San Francisco Nightlife Takes A Hit With The Closing Of A Queer Institution

Leah Perloff, co-founder of Stay Gold, one of the longest running queer dance parties in SF. Photographer: Jenna Riot

San Francisco’s once-mighty queer scene is about to contract yet again, with the imminent closing of legendary dyke bar The Lexington Club. The Lex was part of a wonderful constellation of fun, gritty neighborhood watering holes that have one by one dried up as the city systematically evicts all of its old tenants to make room for new millionaires.

For nearly twenty years, the bar has been a hole-in-the-wall for “dykes, queers, artists, musicians and neighborhood folks who made up the community that surrounded it,” according to owner Lila Thirkield. But now that San Francisco is the most expensive city in the country — worse than New York! — most of those folks can’t afford to live there anymore. You want culture? That’s what Oakland’s for.

There’s no firm date for The Lex’s close, but it’ll probably be after New Year.
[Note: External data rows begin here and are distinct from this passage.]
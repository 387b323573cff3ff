//! # ユーザー
//!
//! 認証サービスが管理するユーザーレコード。
//!
//! ## ストア上の表現
//!
//! | キー | 値 |
//! |-----|-----|
//! | `{email}` | `{"userId", "email", "password", "username"}` (JSON) |
//!
//! メールアドレスごとに 1 レコード。サインアップで一度だけ作成され、
//! 更新・削除の経路は存在しない。パスワードは受け取った文字列をそのまま保存する。

use serde::{Deserialize, Serialize};

use crate::{DomainError, error::present};

/// ユーザーレコード
#[derive(Debug, Clone, PartialEq, Eq, Serialize, Deserialize)]
#[serde(rename_all = "camelCase")]
pub struct User {
    /// 呼び出し側が採番した ID（検証しない）
    #[serde(default, skip_serializing_if = "Option::is_none")]
    pub user_id:  Option<String>,
    pub email:    String,
    pub password: String,
    pub username: String,
}

impl User {
    /// サインアップ入力からユーザーを作成する
    ///
    /// `email`, `password`, `username` のいずれかが未指定または空文字列の場合は
    /// [`DomainError::MissingFields`] を返す。`user_id` は検証しない。
    pub fn sign_up(
        user_id: Option<String>,
        email: Option<String>,
        password: Option<String>,
        username: Option<String>,
    ) -> Result<Self, DomainError> {
        match (present(email), present(password), present(username)) {
            (Some(email), Some(password), Some(username)) => Ok(Self {
                user_id,
                email,
                password,
                username,
            }),
            _ => Err(DomainError::MissingFields("email, password, username")),
        }
    }

    /// 保存されているパスワードと完全一致するか
    pub fn password_matches(&self, candidate: &str) -> bool {
        self.password == candidate
    }

    /// パスワードを除いたプロフィールを返す
    pub fn profile(&self) -> UserProfile {
        UserProfile {
            user_id:  self.user_id.clone(),
            email:    self.email.clone(),
            username: self.username.clone(),
        }
    }
}

/// ログイン成功時に返すプロフィール
#[derive(Debug, Clone, PartialEq, Eq, Serialize)]
#[serde(rename_all = "camelCase")]
pub struct UserProfile {
    #[serde(skip_serializing_if = "Option::is_none")]
    pub user_id:  Option<String>,
    pub email:    String,
    pub username: String,
}

/// ログイン入力
///
/// `email` と `password` の両方が揃っていることを保証する。
#[derive(Debug, Clone, PartialEq, Eq)]
pub struct LoginCredentials {
    pub email:    String,
    pub password: String,
}

impl LoginCredentials {
    pub fn new(email: Option<String>, password: Option<String>) -> Result<Self, DomainError> {
        match (present(email), present(password)) {
            (Some(email), Some(password)) => Ok(Self { email, password }),
            _ => Err(DomainError::MissingFields("email, password")),
        }
    }
}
No word on what will replace it, but it definitely won’t be anything similar, according to Thirkield.

Although the conditions in the new money-choked San Francisco are unique, queer bars all over the world are facing tough times. Gay ghettos have been transforming as straights get used to us and queer separatism feels less and less necessary. It sucks to lose great bars, of course; but maybe something new and great will replace it where gays and straights can mingle happily together. That wouldn’t be so bad.